The article went on to say that corporate America’s support for public investment is not a new or temporary phenomenon–rather, it’s evidence of the “most profound realignment in American political economy in nearly forty years,” and it cites the rise of ethno-nationalism on the right and democratic socialism on the left as evidence of a widespread disillusionment with conventional economic wisdom.

For the record, the “conventional economic wisdom” being undermined has only been conventional for some 40 years.

The article traces the evolution of free market absolutism, and acknowledges that prior to the 1970s, most economists had advocated fairly robust government action—countercyclical fiscal spending, management of the currency, tactical protectionism—to create long-term prosperity. The emergence and influence of what the article calls “free market apostles” changed that, and led to what we now call Reaganomics–the notion that virtually any government regulation of the market is unhelpful, if not illegitimate. (This required some cherrypicking of Adam Smith, but hey…)

Interestingly, in what may be the most insightful portion of the article, it connected this shift to an anti-government “free market” philosophy to racial politics. The need for government to take a “hands off” approach coincided with federal efforts to ameliorate some of the most egregious economic effects of state-sanctioned racism.

In any event, while the article argues that public and expert opinion have swung against what it labels “free-market orthodoxy,” what is actually happening–at least among people who are concerned with such things– is a return to a much more nuanced understanding of market economics.

Virtually all rich countries today have mixed economies, in which certain services are “socialized”–i.e., provided communally by government–and others are left to a market subject to reasonable regulation. Americans love “either/or” politics–it’s either capitalism or socialism, freedom or tyranny. That makes for great sloganeering, but bad politics.
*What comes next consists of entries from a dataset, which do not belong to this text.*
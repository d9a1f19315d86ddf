//! Tests for CLI dispatch logic.
//!
//! These tests verify:
//! 1. Params extraction: correct fields are extracted from ArgMatches
//! 2. Conversion: params become command args with defaults applied
//! 3. Rejection: missing positionals and bad values fail in clap

use std::path::PathBuf;

use wordfsa_engine::{Verbosity, WdFlags};

use super::*;
use crate::cli::commands::{complete_command, dump_command, reduce_command, wd_command};
use crate::commands::complete::CompleteArgs;
use crate::commands::run_common::LimitArgs;
use crate::commands::wd::{WdArgs, WdFormat};

#[test]
fn complete_extracts_limits() {
    let m = complete_command()
        .try_get_matches_from([
            "complete",
            "s3.json",
            "-o",
            "s3.rws.json",
            "--binary",
            "s3.wfsa",
            "--max-length",
            "40",
            "--max-equations",
            "1000",
        ])
        .unwrap();

    let params = CompleteParams::from_matches(&m);

    assert_eq!(params.presentation, PathBuf::from("s3.json"));
    assert_eq!(params.output, Some(PathBuf::from("s3.rws.json")));
    assert_eq!(params.binary, Some(PathBuf::from("s3.wfsa")));
    assert_eq!(
        params.limits,
        LimitArgs {
            max_length: Some(40),
            max_equations: Some(1000),
            max_overlap: None,
        }
    );
    assert_eq!(params.verbose, 0);
}

#[test]
fn complete_defaults() {
    let m = complete_command()
        .try_get_matches_from(["complete", "z2.json", "--color", "never"])
        .unwrap();

    let args: CompleteArgs = CompleteParams::from_matches(&m).into();

    assert_eq!(args.output, None);
    assert_eq!(args.limits, LimitArgs::default());
    assert!(args.track_differences);
    assert!(!args.keep_secondary);
    assert_eq!(args.verbosity, None);
    assert!(!args.color);

    let limits = args.limits.to_limits();
    assert_eq!(limits.get_max_overlap_length(), usize::MAX);
}

#[test]
fn verbose_count_selects_trace_level() {
    let level = |flags: &[&str]| {
        let mut argv = vec!["complete", "z2.json"];
        argv.extend_from_slice(flags);
        let m = complete_command().try_get_matches_from(argv).unwrap();
        CompleteArgs::from(CompleteParams::from_matches(&m)).verbosity
    };

    assert_eq!(level(&[]), None);
    assert_eq!(level(&["-v"]), Some(Verbosity::Default));
    assert_eq!(level(&["-vv"]), Some(Verbosity::Verbose));
    assert_eq!(level(&["-vvv"]), Some(Verbosity::VeryVerbose));
    assert_eq!(level(&["-v", "-v", "-v", "-v"]), Some(Verbosity::VeryVerbose));
}

#[test]
fn complete_flags_toggle_options() {
    let m = complete_command()
        .try_get_matches_from(["complete", "z2.json", "--no-differences", "--keep-secondary"])
        .unwrap();

    let args: CompleteArgs = CompleteParams::from_matches(&m).into();

    assert!(!args.track_differences);
    assert!(args.keep_secondary);
}

#[test]
fn complete_requires_presentation() {
    let result = complete_command().try_get_matches_from(["complete"]);

    assert!(result.is_err());
}

#[test]
fn limits_must_be_numbers() {
    let result = complete_command().try_get_matches_from(["complete", "z2.json", "--max-length", "many"]);

    assert!(result.is_err());
}

#[test]
fn reduce_collects_words() {
    let m = reduce_command()
        .try_get_matches_from(["reduce", "s3.wfsa", "a*b*a", "bab"])
        .unwrap();

    let params = ReduceParams::from_matches(&m);

    assert_eq!(params.system, PathBuf::from("s3.wfsa"));
    assert_eq!(params.words, vec!["a*b*a", "bab"]);
}

#[test]
fn reduce_requires_a_word() {
    let result = reduce_command().try_get_matches_from(["reduce", "s3.wfsa"]);

    assert!(result.is_err());
}

#[test]
fn dump_extracts_color() {
    let m = dump_command()
        .try_get_matches_from(["dump", "s3.rws.json", "--color", "always"])
        .unwrap();

    let params = DumpParams::from_matches(&m);

    assert_eq!(params.system, PathBuf::from("s3.rws.json"));
    assert!(params.color.should_colorize());
}

#[test]
fn wd_builds_flags() {
    let m = wd_command()
        .try_get_matches_from([
            "wd",
            "s3.json",
            "--format",
            "binary",
            "-o",
            "s3.wd",
            "--known-only",
            "--sparse",
            "--max-overlap",
            "12",
        ])
        .unwrap();

    let args: WdArgs = WdParams::from_matches(&m).into();

    assert_eq!(args.format, WdFormat::Binary);
    assert_eq!(args.output, Some(PathBuf::from("s3.wd")));
    assert_eq!(args.flags, WdFlags::KNOWN_ONLY | WdFlags::SPARSE);
    assert!(!args.flags.contains(WdFlags::PRIMARY_ONLY));
    assert_eq!(args.limits.max_overlap, Some(12));
}

#[test]
fn wd_defaults_to_text() {
    let m = wd_command().try_get_matches_from(["wd", "z2.json"]).unwrap();

    let args: WdArgs = WdParams::from_matches(&m).into();

    assert_eq!(args.format, WdFormat::Text);
    assert_eq!(args.flags, WdFlags::NONE);
}

#[test]
fn wd_rejects_unknown_format() {
    let result = wd_command().try_get_matches_from(["wd", "z2.json", "--format", "dot"]);

    assert!(result.is_err());
}

#[test]
fn cli_lists_subcommands() {
    let cli = build_cli();
    let names: Vec<&str> = cli.get_subcommands().map(|c| c.get_name()).collect();

    insta::assert_snapshot!(names.join(" "), @"complete reduce dump wd");
}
The issue isn’t free markets versus socialism. The actual issues confronting policymakers are much more nuanced, and fall into two broad categories: 1) which services ought to be provided by government, and which should be left to the market? and 2) what regulations are needed to ensure the proper operation of that market and which are counterproductive? Just how “free” should markets be?

People of good will will have different answers to those questions, and it would be nice if the ensuing arguments were evidence based–although I’m not holding my breath.

I do know that those evidence-based conversations are not encouraged by headlines suggesting that a new emphasis on anti-trust enforcement or other regulatory activity is tantamount to the end of the free market.